Collected data
+ + + + + + +
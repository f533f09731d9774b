// External crates
use log::info;
use serde::{Deserialize, Serialize};

// Internal modules
use super::step_1_data_preparation::PriceBar;
use crate::error::{PipelineError, PipelineResult};
use crate::util::feature_engineering::{calculate_close_returns, calculate_direction_labels};

/// A price bar with its derived return and direction label
#[derive(Debug, Clone, Copy, PartialEq, Serialize, Deserialize)]
pub struct DerivedRow {
    pub bar: PriceBar,
    /// Percent change from the prior close, as a fraction
    pub close_return: f64,
    /// 1 when the next close is not higher than this close, else 0
    pub label: u8,
}

impl DerivedRow {
    /// Model inputs in `FEATURE_COLUMNS` order
    pub fn features(&self) -> [f64; 6] {
        [
            self.bar.open,
            self.bar.high,
            self.bar.low,
            self.bar.close,
            self.bar.volume,
            self.close_return,
        ]
    }
}

/// Derives returns and labels, keeping only rows where both are defined
///
/// The first bar (no prior close) and the last bar (no next close) are always
/// dropped, so `N` clean bars give `N - 2` rows.
///
/// # Arguments
///
/// * `bars` - Complete bars in date order
///
/// # Returns
///
/// Returns the derived rows in date order
pub fn build_derived_rows(bars: &[PriceBar]) -> PipelineResult<Vec<DerivedRow>> {
    if bars.len() < 3 {
        return Err(PipelineError::InsufficientData(format!(
            "need at least 3 bars to derive a labeled row, got {}",
            bars.len()
        )));
    }

    let returns = calculate_close_returns(bars);
    let labels = calculate_direction_labels(bars);

    let rows: Vec<DerivedRow> = bars
        .iter()
        .zip(returns)
        .zip(labels)
        .filter_map(|((bar, close_return), label)| {
            Some(DerivedRow {
                bar: *bar,
                close_return: close_return?,
                label: label?,
            })
        })
        .collect();

    let (down, up) = label_balance(&rows);
    info!(
        "Derived {} labeled rows from {} bars (label 0: {}, label 1: {})",
        rows.len(),
        bars.len(),
        down,
        up
    );
    Ok(rows)
}

/// Counts rows labeled 0 and 1
pub fn label_balance(rows: &[DerivedRow]) -> (usize, usize) {
    let ones = rows.iter().filter(|r| r.label == 1).count();
    (rows.len() - ones, ones)
}
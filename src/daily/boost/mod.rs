pub mod step_1_data_preparation;
pub mod step_2_feature_labels;
pub mod step_3_split_normalize;
pub mod step_4_decision_tree;
pub mod step_5_train_model;
pub mod step_6_prediction;

// External crates
use log::info;
use serde::{Deserialize, Serialize};
use std::path::{Path, PathBuf};

// Internal modules
use crate::constants::{
    LABELED_FILE_SUFFIX, PREDICTION_THRESHOLD, TEST_END_DATE, TEST_START_DATE, TRAIN_END_DATE,
    TRAIN_START_DATE,
};
use crate::error::PipelineResult;
use crate::util::file_utils::write_labeled_csv;
use step_1_data_preparation::load_price_bars;
use step_2_feature_labels::{build_derived_rows, label_balance};
use step_3_split_normalize::{split_by_date, DateRange, FeatureMatrix, MinMaxScaler};
use step_5_train_model::{BoosterParams, GradientBoostedClassifier};
use step_6_prediction::{evaluate_model, EvaluationReport};

/// Everything one pipeline run needs
#[derive(Debug, Clone, PartialEq, Serialize, Deserialize)]
pub struct PipelineConfig {
    pub input_path: PathBuf,
    pub output_path: PathBuf,
    pub train: DateRange,
    pub test: DateRange,
    pub booster: BoosterParams,
    pub threshold: f64,
}

impl PipelineConfig {
    /// Default configuration for one input file
    pub fn new<P: AsRef<Path>>(input_path: P) -> PipelineResult<Self> {
        let input_path = input_path.as_ref().to_path_buf();
        Ok(Self {
            output_path: labeled_output_path(&input_path),
            input_path,
            train: DateRange::parse(TRAIN_START_DATE, TRAIN_END_DATE)?,
            test: DateRange::parse(TEST_START_DATE, TEST_END_DATE)?,
            booster: BoosterParams::default(),
            threshold: PREDICTION_THRESHOLD,
        })
    }

    pub fn with_output<P: AsRef<Path>>(mut self, output_path: P) -> Self {
        self.output_path = output_path.as_ref().to_path_buf();
        self
    }

    /// Instrument name taken from the file stem, e.g. `AAPL` for `AAPL_daily_ohlcv.csv`
    pub fn ticker(&self) -> String {
        self.input_path
            .file_stem()
            .and_then(|s| s.to_str())
            .and_then(|s| s.split('_').next())
            .filter(|s| !s.is_empty())
            .unwrap_or("UNKNOWN")
            .to_string()
    }
}

/// `data/AAPL.csv` becomes `data/AAPL_labeled.csv`
pub fn labeled_output_path(input_path: &Path) -> PathBuf {
    let stem = input_path
        .file_stem()
        .and_then(|s| s.to_str())
        .unwrap_or("prices");
    let extension = input_path
        .extension()
        .and_then(|s| s.to_str())
        .unwrap_or("csv");
    input_path.with_file_name(format!("{}{}.{}", stem, LABELED_FILE_SUFFIX, extension))
}

/// Outcome of a completed run
#[derive(Debug, Clone)]
pub struct PipelineReport {
    pub config: PipelineConfig,
    pub clean_bars: usize,
    pub derived_rows: usize,
    pub label_balance: (usize, usize),
    pub train_rows: usize,
    pub test_rows: usize,
    pub scaler: MinMaxScaler,
    pub model: GradientBoostedClassifier,
    pub evaluation: EvaluationReport,
}

impl PipelineReport {
    pub fn accuracy(&self) -> f64 {
        self.evaluation.accuracy
    }

    /// The single console line printed at the end of a run
    pub fn summary_line(&self) -> String {
        format!(
            "Test accuracy: {:.2}% after {} boosting rounds",
            self.accuracy() * 100.0,
            self.model.num_rounds()
        )
    }
}

/// Runs load, label, export, split, scale, train and evaluate in order
///
/// Each stage takes the previous stage's output by value or reference, so a
/// failure stops the run before any later stage starts.
///
/// # Arguments
///
/// * `config` - Paths, date ranges and hyperparameters for the run
///
/// # Returns
///
/// Returns the run report with the trained model and its evaluation
pub fn run_pipeline(config: &PipelineConfig) -> PipelineResult<PipelineReport> {
    config.booster.validate()?;

    let bars = load_price_bars(&config.input_path)?;
    let rows = build_derived_rows(&bars)?;

    write_labeled_csv(&rows, &config.output_path)?;

    let split = split_by_date(&rows, config.train, config.test)?;
    let train = FeatureMatrix::from_rows(&split.train);
    let test = FeatureMatrix::from_rows(&split.test);

    let scaler = MinMaxScaler::fit(&train)?;
    let train = scaler.transform(&train)?;
    let test = scaler.transform(&test)?;

    println!(
        "Training on {} rows, testing on {} rows",
        train.n_rows(),
        test.n_rows()
    );
    let model = GradientBoostedClassifier::fit(&train, config.booster)?;
    let evaluation = evaluate_model(&model, &test, config.threshold)?;
    info!(
        "Pipeline finished for {}: {} rounds, test accuracy {:.4}",
        config.ticker(),
        model.num_rounds(),
        evaluation.accuracy
    );

    Ok(PipelineReport {
        config: config.clone(),
        clean_bars: bars.len(),
        derived_rows: rows.len(),
        label_balance: label_balance(&rows),
        train_rows: train.n_rows(),
        test_rows: test.n_rows(),
        scaler,
        model,
        evaluation,
    })
}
+ + + + + + +
Every line above should be transcribed exactly.

repository f533f09731d9774b
// External crates
use log::info;
use serde::{Deserialize, Serialize};

// Internal modules
use super::step_1_data_preparation::PriceBar;
use crate::error::{PipelineError, PipelineResult};
use crate::util::feature_engineering::{calculate_close_returns, calculate_direction_labels};

/// A price bar with its derived return and direction label
#[derive(Debug, Clone, Copy, PartialEq, Serialize, Deserialize)]
pub struct DerivedRow {
    pub bar: PriceBar,
    /// Percent change from the prior close, as a fraction
    pub close_return: f64,
    /// 1 when the next close is not higher than this close, else 0
    pub label: u8,
}

impl DerivedRow {
    /// Model inputs in `FEATURE_COLUMNS` order
    pub fn features(&self) -> [f64; 6] {
        [
            self.bar.open,
            self.bar.high,
            self.bar.low,
            self.bar.close,
            self.bar.volume,
            self.close_return,
        ]
    }
}

/// Derives returns and labels, keeping only rows where both are defined
///
/// The first bar (no prior close) and the last bar (no next close) are always
/// dropped, so `N` clean bars give `N - 2` rows.
///
/// # Arguments
///
/// * `bars` - Complete bars in date order
///
/// # Returns
///
/// Returns the derived rows in date order
pub fn build_derived_rows(bars: &[PriceBar]) -> PipelineResult<Vec<DerivedRow>> {
    if bars.len() < 3 {
        return Err(PipelineError::InsufficientData(format!(
            "need at least 3 bars to derive a labeled row, got {}",
            bars.len()
        )));
    }

    let returns = calculate_close_returns(bars);
    let labels = calculate_direction_labels(bars);

    let rows: Vec<DerivedRow> = bars
        .iter()
        .zip(returns)
        .zip(labels)
        .filter_map(|((bar, close_return), label)| {
            Some(DerivedRow {
                bar: *bar,
                close_return: close_return?,
                label: label?,
            })
        })
        .collect();

    let (down, up) = label_balance(&rows);
    info!(
        "Derived {} labeled rows from {} bars (label 0: {}, label 1: {})",
        rows.len(),
        bars.len(),
        down,
        up
    );
    Ok(rows)
}

/// Counts rows labeled 0 and 1
pub fn label_balance(rows: &[DerivedRow]) -> (usize, usize) {
    let ones = rows.iter().filter(|r| r.label == 1).count();
    (rows.len() - ones, ones)
}
filename src/daily/boost/mod.rs
pub mod step_1_data_preparation;
pub mod step_2_feature_labels;
pub mod step_3_split_normalize;
pub mod step_4_decision_tree;
pub mod step_5_train_model;
pub mod step_6_prediction;

// External crates
use log::info;
use serde::{Deserialize, Serialize};
use std::path::{Path, PathBuf};

// Internal modules
use crate::constants::{
    LABELED_FILE_SUFFIX, PREDICTION_THRESHOLD, TEST_END_DATE, TEST_START_DATE, TRAIN_END_DATE,
    TRAIN_START_DATE,
};
use crate::error::PipelineResult;
use crate::util::file_utils::write_labeled_csv;
use step_1_data_preparation::load_price_bars;
use step_2_feature_labels::{build_derived_rows, label_balance};
use step_3_split_normalize::{split_by_date, DateRange, FeatureMatrix, MinMaxScaler};
use step_5_train_model::{BoosterParams, GradientBoostedClassifier};
use step_6_prediction::{evaluate_model, EvaluationReport};

/// Everything one pipeline run needs
#[derive(Debug, Clone, PartialEq, Serialize, Deserialize)]
pub struct PipelineConfig {
    pub input_path: PathBuf,
    pub output_path: PathBuf,
    pub train: DateRange,
    pub test: DateRange,
    pub booster: BoosterParams,
    pub threshold: f64,
}

impl PipelineConfig {
    /// Default configuration for one input file
    pub fn new<P: AsRef<Path>>(input_path: P) -> PipelineResult<Self> {
        let input_path = input_path.as_ref().to_path_buf();
        Ok(Self {
            output_path: labeled_output_path(&input_path),
            input_path,
            train: DateRange::parse(TRAIN_START_DATE, TRAIN_END_DATE)?,
            test: DateRange::parse(TEST_START_DATE, TEST_END_DATE)?,
            booster: BoosterParams::default(),
            threshold: PREDICTION_THRESHOLD,
        })
    }

    pub fn with_output<P: AsRef<Path>>(mut self, output_path: P) -> Self {
        self.output_path = output_path.as_ref().to_path_buf();
        self
    }

    /// Instrument name taken from the file stem, e.g. `AAPL` for `AAPL_daily_ohlcv.csv`
    pub fn ticker(&self) -> String {
        self.input_path
            .file_stem()
            .and_then(|s| s.to_str())
            .and_then(|s| s.split('_').next())
            .filter(|s| !s.is_empty())
            .unwrap_or("UNKNOWN")
            .to_string()
    }
}

/// `data/AAPL.csv` becomes `data/AAPL_labeled.csv`
pub fn labeled_output_path(input_path: &Path) -> PathBuf {
    let stem = input_path
        .file_stem()
        .and_then(|s| s.to_str())
        .unwrap_or("prices");
    let extension = input_path
        .extension()
        .and_then(|s| s.to_str())
        .unwrap_or("csv");
    input_path.with_file_name(format!("{}{}.{}", stem, LABELED_FILE_SUFFIX, extension))
}

/// Outcome of a completed run
#[derive(Debug, Clone)]
pub struct PipelineReport {
    pub config: PipelineConfig,
    pub clean_bars: usize,
    pub derived_rows: usize,
    pub label_balance: (usize, usize),
    pub train_rows: usize,
    pub test_rows: usize,
    pub scaler: MinMaxScaler,
    pub model: GradientBoostedClassifier,
    pub evaluation: EvaluationReport,
}

impl PipelineReport {
    pub fn accuracy(&self) -> f64 {
        self.evaluation.accuracy
    }

    /// The single console line printed at the end of a run
    pub fn summary_line(&self) -> String {
        format!(
            "Test accuracy: {:.2}% after {} boosting rounds",
            self.accuracy() * 100.0,
            self.model.num_rounds()
        )
    }
}

/// Runs load, label, export, split, scale, train and evaluate in order
///
/// Each stage takes the previous stage's output by value or reference, so a
/// failure stops the run before any later stage starts.
///
/// # Arguments
///
/// * `config` - Paths, date ranges and hyperparameters for the run
///
/// # Returns
///
/// Returns the run report with the trained model and its evaluation
pub fn run_pipeline(config: &PipelineConfig) -> PipelineResult<PipelineReport> {
    config.booster.validate()?;

    let bars = load_price_bars(&config.input_path)?;
    let rows = build_derived_rows(&bars)?;

    write_labeled_csv(&rows, &config.output_path)?;

    let split = split_by_date(&rows, config.train, config.test)?;
    let train = FeatureMatrix::from_rows(&split.train);
    let test = FeatureMatrix::from_rows(&split.test);

    let scaler = MinMaxScaler::fit(&train)?;
    let train = scaler.transform(&train)?;
    let test = scaler.transform(&test)?;

    println!(
        "Training on {} rows, testing on {} rows",
        train.n_rows(),
        test.n_rows()
    );
    let model = GradientBoostedClassifier::fit(&train, config.booster)?;
    let evaluation = evaluate_model(&model, &test, config.threshold)?;
    info!(
        "Pipeline finished for {}: {} rounds, test accuracy {:.4}",
        config.ticker(),
        model.num_rounds(),
        evaluation.accuracy
    );

    Ok(PipelineReport {
        config: config.clone(),
        clean_bars: bars.len(),
        derived_rows: rows.len(),
        label_balance: label_balance(&rows),
        train_rows: train.n_rows(),
        test_rows: test.n_rows(),
        scaler,
        model,
        evaluation,
    })
}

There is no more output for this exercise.